1974 U.S. Tax Ct. LEXIS 83 | Tax Ct. | 1974
Lead Opinion
OPINION
This case presents a factual variation of a common transaction, the heart of which is the debt-financed acquisition of a going business by a tax-exempt organization. Prior to the Tax Reform Act of 1969, churches described in section 501(c)(3), I.R.C. 1954, which were exempt from ordinary taxation were also singled out in section 511(a) (2) (A) for relief from taxation on so-called unrelated business taxable income.
In the case before us, the events of which transpired prior in time to the amendment of section 511(a) (2) (A), the Commissioner has challenged petitioners’ decision to treat the payments received from Cathedral as long-term capital gains. He proposes two bases for this conclusion: First, that the totality of the dealings between the parties did not amount to a bona fide sale, without which long-term capital gain does not arise;
It is a cardinal rule that, in characterizing a transaction for purposes of taxation, we are obliged to look beyond the form in which the parties have chosen to cast it and to draw our conclusions from that which we perceive to be the substance of the matter. Griffiths v. Commissioner, 308 U.S. 355, 357-358; Higgins v. Smith, 308 U.S. 473, 476; Jack E. Golsen, 54 T.C. 742, 754, affirmed 445 F. 2d 985 (C.A. 10). In particular here we must determine whether the parties effected a true sale of Nassau’s stock. In its benchmark decision in this" area, Commissioner v. Brown, 380 U.S. 563, the Supreme Court addressed itself to the relevant characteristics of a sale, stating (380 U.S. at 571) :
“A sale, In the ordinary sense of the word, is a transfer of property for a fixed price in money or its equivalent,” Iowa v. McFarland,, 110 U.S. 471, 478; it is a contract “to pass rights of property for money, — which the buyer pays or promises to pay to the seller * * Williamson v. Berry, 8 How. 495, 544. * * *
Inherent in the Court’s understanding of a sale is the notion of movement through exchange, the idea that, at the conclusion of the sale, the buyer possess that which was the .object of the sale. And, indeed, this comports well with the “common and ordinary meaning” of a sale. Commissioner v. Brown, supra at 571. On the strength of this definition, the Supreme Court characterized the transaction before it as a sale, and in so doing it underscored a variety of detail which impresses us as highly significant in analyzing the facts before us.
At the outset, the Court recognized the necessity of construing the term “sale” in a manner consistent with the purpose of the capital gains provisions of the Code. That purpose is (380 U.S. at 572)—
to afford capital gains treatment only in situations “typically involving the realization of appreciation in value accrued over a substantial period of time, and thus to ameliorate the hardship of taxation of the entire gain in one year.” Commissioner v. Gillette Motor Co., 364 U.S. 130, 134.

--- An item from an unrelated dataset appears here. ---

use leaderboard_api::api::server;

#[tokio::main]
async fn main() -> Result<(), Box<dyn std::error::Error>> {
    server::run_server().await
}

Unlike the facts in Brown, in which the transferred business had an adjusted net worth of $619,457.63 which included $448,471.63 of accumulated earnings, at the time of the present transaction Nassau’s balance sheet showed total assets of $53,867.56, accumulated earnings of $12,348.62, and a net worth of only $12,548.62. Yet the purported sales price was a flexible figure between $500,000 and $3,500,000 as opposed to the correspondingly more realistic price of $1,300,000 in Brown. While the absence of accrued value is not conclusive with regard to the existence of a sale, it quite clearly demonstrates that the consideration here reflected whatever future income Nassau might produce rather than the typical capital gains situation “involving the realization of appreciation in value accrued over a substantial period of time” as was the case in Brown.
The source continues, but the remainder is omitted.